[Provided material Boundary: Start]

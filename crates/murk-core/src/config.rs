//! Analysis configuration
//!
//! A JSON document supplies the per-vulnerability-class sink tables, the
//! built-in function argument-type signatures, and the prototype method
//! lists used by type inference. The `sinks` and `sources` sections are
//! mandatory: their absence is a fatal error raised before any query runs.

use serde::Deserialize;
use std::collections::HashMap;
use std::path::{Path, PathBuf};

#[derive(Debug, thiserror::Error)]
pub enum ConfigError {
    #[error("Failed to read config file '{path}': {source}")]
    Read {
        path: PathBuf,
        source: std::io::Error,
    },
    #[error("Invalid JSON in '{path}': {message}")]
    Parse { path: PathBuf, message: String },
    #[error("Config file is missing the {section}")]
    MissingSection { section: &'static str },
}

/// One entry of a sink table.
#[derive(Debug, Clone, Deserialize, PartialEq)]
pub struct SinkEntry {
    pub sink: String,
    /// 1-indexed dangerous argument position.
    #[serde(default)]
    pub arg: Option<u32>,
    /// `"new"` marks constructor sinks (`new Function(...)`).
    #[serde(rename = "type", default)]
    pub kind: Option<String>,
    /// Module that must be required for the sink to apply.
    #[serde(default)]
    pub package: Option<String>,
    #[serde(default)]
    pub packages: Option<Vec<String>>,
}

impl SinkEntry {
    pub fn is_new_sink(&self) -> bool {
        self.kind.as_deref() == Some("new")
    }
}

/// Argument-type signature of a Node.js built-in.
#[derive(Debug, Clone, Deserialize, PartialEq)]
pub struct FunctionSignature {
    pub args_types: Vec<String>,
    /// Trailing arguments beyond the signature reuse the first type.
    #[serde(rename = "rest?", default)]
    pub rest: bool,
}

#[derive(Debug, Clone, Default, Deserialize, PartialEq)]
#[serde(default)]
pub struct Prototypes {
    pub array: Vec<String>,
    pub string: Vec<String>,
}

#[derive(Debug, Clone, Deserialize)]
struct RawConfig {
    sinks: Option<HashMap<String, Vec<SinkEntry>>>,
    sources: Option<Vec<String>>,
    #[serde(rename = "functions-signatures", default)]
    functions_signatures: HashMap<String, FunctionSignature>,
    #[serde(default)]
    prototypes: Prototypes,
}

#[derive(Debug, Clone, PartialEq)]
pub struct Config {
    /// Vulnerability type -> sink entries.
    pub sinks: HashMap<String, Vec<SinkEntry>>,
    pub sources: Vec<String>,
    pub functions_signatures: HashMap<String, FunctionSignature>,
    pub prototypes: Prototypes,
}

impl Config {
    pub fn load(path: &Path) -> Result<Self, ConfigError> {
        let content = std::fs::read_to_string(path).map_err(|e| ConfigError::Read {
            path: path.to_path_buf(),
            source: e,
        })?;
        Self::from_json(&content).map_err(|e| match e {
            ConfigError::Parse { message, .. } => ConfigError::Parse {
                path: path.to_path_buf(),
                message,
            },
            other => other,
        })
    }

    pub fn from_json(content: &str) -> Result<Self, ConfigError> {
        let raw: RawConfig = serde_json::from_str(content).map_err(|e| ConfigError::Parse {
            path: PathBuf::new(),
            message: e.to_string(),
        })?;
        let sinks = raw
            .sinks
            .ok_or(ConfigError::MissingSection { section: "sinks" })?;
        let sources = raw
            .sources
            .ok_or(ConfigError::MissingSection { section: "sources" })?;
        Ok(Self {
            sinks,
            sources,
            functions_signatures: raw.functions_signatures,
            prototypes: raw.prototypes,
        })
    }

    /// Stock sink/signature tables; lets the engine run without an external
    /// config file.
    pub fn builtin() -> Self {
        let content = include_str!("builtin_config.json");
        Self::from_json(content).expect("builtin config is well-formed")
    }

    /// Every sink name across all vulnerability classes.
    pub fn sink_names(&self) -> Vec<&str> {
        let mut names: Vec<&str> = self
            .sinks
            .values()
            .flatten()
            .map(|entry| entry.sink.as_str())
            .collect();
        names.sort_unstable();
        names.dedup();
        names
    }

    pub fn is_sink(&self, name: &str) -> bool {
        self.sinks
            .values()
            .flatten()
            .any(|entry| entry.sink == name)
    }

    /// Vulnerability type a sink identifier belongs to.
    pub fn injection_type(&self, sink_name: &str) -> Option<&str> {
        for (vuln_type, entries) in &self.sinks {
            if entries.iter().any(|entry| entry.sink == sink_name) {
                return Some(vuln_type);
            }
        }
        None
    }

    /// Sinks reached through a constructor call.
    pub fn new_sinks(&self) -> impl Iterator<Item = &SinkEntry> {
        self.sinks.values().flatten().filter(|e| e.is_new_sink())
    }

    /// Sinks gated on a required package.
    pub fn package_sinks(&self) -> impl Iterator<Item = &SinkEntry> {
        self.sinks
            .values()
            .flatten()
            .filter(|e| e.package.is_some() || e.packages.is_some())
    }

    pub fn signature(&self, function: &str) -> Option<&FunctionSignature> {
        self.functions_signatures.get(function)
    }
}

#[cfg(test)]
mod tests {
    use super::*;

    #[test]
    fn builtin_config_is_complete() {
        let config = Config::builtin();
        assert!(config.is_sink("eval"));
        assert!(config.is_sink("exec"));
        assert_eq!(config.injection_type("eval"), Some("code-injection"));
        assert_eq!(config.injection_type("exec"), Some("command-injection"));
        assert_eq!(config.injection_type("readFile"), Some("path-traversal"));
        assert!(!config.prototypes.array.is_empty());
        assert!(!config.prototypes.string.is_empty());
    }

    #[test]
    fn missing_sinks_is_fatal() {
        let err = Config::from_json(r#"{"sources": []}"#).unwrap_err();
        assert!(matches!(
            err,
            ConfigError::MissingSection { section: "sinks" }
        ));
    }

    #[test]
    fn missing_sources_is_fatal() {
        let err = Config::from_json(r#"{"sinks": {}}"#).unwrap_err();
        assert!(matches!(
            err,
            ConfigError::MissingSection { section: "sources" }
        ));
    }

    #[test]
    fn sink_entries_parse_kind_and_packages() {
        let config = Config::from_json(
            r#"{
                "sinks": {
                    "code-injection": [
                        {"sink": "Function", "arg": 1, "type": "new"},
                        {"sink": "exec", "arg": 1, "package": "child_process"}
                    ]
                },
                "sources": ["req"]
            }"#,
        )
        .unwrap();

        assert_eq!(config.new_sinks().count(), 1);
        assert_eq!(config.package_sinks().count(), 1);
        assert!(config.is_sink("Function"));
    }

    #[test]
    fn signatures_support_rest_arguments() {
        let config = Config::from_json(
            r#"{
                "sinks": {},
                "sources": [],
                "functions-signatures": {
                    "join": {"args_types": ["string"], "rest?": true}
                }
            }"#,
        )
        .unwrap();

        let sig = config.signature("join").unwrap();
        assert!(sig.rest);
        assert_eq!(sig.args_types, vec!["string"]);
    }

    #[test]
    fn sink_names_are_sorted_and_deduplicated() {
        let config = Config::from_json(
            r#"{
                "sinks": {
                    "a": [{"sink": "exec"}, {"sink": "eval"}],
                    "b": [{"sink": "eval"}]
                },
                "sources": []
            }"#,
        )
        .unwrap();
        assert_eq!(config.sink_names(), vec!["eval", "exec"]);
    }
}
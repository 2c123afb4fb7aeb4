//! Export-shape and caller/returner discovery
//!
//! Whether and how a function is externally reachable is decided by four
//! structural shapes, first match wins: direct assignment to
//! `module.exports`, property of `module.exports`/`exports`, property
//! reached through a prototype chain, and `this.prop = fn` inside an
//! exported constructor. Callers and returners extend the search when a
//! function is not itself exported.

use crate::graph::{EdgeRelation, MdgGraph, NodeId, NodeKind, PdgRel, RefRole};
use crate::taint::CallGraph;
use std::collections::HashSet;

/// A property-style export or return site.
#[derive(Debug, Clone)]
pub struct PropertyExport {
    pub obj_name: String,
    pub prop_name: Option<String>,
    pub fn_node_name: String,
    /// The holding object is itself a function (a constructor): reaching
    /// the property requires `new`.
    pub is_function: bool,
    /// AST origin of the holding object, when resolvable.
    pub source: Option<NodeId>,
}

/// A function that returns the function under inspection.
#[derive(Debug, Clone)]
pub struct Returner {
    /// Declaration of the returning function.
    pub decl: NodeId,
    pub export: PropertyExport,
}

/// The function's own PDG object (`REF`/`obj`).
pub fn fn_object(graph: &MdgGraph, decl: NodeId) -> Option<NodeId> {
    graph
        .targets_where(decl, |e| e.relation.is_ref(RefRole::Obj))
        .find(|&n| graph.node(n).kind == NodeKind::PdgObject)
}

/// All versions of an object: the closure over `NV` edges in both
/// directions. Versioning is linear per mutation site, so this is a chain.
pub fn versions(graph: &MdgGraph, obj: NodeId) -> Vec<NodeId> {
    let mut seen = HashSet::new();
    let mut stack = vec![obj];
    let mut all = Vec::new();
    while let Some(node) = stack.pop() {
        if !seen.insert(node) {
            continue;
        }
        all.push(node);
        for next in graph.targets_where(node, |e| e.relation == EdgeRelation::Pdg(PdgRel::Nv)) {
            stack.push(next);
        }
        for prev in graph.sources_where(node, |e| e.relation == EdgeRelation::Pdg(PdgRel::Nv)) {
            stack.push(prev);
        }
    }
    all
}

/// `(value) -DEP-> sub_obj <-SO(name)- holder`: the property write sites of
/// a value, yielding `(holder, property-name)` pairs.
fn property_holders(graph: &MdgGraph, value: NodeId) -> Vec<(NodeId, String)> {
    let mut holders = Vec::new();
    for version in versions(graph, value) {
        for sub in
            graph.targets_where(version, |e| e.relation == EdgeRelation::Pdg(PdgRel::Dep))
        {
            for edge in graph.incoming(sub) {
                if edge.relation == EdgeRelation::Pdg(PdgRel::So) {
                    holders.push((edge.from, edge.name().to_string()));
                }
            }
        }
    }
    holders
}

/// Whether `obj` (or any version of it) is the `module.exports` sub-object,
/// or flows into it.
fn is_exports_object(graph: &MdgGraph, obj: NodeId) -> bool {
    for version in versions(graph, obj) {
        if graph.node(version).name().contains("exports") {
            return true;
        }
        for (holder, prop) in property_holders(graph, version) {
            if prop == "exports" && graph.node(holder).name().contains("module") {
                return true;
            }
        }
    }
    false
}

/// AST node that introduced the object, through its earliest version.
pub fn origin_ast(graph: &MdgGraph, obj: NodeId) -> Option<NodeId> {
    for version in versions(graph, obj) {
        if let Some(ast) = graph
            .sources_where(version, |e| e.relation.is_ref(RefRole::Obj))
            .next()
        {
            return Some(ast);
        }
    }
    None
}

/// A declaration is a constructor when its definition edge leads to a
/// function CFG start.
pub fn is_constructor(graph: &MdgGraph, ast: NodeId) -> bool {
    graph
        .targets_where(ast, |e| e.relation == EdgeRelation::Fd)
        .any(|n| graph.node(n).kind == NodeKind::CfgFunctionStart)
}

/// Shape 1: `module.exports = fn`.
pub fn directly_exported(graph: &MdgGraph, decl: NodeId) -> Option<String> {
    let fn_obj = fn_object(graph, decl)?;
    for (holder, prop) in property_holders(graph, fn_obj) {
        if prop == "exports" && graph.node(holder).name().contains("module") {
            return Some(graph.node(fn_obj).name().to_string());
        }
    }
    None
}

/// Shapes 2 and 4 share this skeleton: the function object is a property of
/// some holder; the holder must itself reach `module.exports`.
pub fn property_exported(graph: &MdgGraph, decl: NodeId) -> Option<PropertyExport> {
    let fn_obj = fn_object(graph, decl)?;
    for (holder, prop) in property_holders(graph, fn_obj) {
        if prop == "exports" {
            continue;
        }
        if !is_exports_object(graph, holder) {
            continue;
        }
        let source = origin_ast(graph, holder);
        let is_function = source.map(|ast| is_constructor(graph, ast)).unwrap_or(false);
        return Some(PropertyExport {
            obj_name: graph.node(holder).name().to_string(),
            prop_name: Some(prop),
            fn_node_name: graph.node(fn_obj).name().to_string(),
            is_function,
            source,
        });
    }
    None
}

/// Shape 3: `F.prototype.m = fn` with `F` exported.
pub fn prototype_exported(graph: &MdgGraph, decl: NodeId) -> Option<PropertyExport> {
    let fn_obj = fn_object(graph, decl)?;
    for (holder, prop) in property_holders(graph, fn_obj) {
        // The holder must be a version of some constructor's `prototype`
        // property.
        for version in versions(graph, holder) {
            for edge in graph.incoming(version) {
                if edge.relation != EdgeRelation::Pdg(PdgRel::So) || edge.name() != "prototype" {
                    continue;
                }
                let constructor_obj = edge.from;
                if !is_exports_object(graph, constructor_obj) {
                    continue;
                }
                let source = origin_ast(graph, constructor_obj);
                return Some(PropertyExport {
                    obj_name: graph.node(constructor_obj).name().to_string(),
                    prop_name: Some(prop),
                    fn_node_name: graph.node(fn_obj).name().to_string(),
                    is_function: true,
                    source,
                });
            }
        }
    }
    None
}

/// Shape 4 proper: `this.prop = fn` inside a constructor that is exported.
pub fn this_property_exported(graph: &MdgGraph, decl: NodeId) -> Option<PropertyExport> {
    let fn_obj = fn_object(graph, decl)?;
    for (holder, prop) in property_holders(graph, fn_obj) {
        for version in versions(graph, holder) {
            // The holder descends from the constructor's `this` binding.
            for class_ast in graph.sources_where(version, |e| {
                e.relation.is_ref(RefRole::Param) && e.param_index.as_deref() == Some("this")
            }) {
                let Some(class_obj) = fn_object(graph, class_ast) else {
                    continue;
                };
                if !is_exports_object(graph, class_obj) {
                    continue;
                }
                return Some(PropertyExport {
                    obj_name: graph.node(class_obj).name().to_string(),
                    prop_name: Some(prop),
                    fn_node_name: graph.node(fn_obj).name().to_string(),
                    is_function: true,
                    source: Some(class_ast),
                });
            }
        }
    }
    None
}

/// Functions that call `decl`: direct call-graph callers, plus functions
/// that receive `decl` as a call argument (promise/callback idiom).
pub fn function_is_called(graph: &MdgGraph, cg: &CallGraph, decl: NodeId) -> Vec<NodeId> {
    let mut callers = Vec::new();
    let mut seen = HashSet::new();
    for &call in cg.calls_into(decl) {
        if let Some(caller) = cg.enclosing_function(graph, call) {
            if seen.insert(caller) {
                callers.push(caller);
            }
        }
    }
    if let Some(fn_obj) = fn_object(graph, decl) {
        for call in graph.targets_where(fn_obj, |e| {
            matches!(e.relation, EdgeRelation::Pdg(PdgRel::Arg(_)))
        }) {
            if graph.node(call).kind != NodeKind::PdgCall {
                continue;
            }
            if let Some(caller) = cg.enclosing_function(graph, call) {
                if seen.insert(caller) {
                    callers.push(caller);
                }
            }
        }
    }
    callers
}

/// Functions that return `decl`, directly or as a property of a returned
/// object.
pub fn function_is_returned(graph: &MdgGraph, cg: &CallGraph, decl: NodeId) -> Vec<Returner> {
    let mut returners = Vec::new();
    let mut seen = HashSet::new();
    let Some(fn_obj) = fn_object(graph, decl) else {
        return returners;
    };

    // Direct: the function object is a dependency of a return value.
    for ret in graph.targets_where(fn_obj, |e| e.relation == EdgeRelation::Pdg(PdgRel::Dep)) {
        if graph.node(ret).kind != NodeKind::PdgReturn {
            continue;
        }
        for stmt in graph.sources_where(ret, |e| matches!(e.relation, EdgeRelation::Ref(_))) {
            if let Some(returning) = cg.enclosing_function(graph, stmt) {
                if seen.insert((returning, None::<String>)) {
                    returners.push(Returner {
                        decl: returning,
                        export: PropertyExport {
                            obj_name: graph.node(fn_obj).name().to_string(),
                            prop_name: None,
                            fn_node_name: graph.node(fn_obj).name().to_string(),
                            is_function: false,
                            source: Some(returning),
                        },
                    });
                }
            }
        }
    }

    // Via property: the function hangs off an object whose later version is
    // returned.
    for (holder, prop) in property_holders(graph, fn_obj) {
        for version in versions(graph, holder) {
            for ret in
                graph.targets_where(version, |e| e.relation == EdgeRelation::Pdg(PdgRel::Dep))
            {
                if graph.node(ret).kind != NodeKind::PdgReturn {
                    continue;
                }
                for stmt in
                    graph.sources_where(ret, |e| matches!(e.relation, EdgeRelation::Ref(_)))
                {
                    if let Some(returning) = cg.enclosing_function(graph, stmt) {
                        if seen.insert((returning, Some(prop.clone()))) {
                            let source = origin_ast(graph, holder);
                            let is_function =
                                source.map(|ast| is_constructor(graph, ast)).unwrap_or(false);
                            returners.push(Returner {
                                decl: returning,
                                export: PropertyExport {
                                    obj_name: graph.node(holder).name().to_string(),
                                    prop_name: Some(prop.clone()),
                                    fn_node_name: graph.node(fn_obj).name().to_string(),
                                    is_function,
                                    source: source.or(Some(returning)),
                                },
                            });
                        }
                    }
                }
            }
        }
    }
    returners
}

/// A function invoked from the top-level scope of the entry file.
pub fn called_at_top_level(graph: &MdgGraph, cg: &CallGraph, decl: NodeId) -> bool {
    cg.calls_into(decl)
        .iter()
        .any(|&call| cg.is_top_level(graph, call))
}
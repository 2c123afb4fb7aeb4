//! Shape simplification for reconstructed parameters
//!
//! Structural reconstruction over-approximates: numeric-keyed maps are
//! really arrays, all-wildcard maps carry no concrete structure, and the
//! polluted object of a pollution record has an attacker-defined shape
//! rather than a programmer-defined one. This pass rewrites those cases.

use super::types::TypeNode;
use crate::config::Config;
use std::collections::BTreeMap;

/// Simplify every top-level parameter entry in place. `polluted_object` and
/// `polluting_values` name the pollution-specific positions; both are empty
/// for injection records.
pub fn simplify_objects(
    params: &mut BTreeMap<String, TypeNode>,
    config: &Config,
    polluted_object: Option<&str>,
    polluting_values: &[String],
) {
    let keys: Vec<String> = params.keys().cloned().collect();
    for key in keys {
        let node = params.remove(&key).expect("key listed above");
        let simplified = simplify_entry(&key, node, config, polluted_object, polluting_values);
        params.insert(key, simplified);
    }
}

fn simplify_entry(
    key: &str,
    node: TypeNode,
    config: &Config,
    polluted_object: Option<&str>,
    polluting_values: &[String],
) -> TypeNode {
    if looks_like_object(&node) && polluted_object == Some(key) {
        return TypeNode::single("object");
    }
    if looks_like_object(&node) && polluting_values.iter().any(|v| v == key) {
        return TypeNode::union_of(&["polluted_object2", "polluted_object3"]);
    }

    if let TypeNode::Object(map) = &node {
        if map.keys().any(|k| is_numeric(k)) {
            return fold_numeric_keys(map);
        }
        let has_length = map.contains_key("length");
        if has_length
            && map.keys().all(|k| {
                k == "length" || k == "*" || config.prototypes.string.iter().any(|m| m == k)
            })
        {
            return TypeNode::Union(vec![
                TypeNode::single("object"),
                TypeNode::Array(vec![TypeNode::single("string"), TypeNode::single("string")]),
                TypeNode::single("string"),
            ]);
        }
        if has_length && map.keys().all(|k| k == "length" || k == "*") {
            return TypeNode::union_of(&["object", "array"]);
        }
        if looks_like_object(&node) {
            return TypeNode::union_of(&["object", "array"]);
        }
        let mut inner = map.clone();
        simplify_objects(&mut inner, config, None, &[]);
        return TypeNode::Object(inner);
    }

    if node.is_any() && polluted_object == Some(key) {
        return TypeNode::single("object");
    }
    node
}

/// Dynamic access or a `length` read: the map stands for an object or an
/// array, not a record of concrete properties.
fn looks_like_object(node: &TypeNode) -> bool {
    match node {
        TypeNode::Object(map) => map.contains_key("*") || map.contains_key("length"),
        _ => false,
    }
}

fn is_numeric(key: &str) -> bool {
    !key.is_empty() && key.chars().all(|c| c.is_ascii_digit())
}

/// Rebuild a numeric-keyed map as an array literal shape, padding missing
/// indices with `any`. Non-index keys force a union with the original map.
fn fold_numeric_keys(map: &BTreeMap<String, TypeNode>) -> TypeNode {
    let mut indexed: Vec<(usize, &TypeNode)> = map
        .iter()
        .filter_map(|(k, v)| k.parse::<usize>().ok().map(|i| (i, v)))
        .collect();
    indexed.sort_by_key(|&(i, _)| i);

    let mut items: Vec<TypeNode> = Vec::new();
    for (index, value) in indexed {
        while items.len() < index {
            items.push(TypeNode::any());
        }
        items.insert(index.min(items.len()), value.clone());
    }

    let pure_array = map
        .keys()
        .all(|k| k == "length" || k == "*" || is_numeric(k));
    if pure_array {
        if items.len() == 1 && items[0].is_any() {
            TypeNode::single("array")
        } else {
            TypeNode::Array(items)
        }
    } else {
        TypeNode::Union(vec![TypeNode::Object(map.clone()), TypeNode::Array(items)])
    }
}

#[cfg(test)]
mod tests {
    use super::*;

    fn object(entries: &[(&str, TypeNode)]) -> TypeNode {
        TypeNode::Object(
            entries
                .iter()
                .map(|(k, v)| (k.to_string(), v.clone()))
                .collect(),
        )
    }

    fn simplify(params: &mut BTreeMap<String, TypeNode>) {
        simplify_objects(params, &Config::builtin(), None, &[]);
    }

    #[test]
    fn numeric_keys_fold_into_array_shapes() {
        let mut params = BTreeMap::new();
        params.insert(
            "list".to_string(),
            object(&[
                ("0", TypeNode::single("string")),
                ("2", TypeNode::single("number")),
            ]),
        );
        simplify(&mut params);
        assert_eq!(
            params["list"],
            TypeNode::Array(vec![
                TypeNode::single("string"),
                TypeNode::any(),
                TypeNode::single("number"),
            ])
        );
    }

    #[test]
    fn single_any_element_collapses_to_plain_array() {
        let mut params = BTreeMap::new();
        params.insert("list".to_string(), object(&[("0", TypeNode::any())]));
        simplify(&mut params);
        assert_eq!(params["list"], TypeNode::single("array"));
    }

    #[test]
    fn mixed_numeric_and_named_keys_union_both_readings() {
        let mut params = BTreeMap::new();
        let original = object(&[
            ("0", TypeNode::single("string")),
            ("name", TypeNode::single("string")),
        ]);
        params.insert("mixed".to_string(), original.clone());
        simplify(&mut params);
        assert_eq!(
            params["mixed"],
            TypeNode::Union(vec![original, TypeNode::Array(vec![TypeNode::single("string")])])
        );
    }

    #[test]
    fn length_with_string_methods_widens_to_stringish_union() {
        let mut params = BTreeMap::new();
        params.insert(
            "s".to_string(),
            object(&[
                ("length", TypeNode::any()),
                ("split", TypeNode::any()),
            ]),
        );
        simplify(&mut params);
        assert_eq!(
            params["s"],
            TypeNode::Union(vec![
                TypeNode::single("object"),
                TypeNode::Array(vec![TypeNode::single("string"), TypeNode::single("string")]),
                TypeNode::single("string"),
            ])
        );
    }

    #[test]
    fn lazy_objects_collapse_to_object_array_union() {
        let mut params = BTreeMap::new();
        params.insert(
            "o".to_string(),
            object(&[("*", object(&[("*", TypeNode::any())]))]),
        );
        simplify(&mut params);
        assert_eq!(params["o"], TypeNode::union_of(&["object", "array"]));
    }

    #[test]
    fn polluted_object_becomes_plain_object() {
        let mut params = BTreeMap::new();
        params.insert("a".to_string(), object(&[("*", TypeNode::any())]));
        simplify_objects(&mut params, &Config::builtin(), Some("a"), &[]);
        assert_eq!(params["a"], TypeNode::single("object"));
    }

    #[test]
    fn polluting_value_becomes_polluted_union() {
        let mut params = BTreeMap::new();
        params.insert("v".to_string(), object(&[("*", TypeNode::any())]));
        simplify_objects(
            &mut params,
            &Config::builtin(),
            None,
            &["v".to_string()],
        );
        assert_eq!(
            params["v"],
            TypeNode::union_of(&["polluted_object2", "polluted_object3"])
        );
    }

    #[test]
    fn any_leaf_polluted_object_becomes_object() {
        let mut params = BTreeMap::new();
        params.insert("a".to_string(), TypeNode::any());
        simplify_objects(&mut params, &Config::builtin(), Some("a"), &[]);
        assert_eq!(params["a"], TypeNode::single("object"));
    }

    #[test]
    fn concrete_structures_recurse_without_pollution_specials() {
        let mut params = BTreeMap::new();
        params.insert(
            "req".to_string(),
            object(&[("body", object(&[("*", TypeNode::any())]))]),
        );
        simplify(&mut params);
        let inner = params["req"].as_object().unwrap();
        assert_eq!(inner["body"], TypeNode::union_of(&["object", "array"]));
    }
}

[Provided material Boundary: End]

Return each line from the material that includes the string "PartialEq".

**Solution to the exercise:**
#[derive(Debug, Clone, Deserialize, PartialEq)]
#[derive(Debug, Clone, Deserialize, PartialEq)]
#[derive(Debug, Clone, Default, Deserialize, PartialEq)]
#[derive(Debug, Clone, PartialEq)]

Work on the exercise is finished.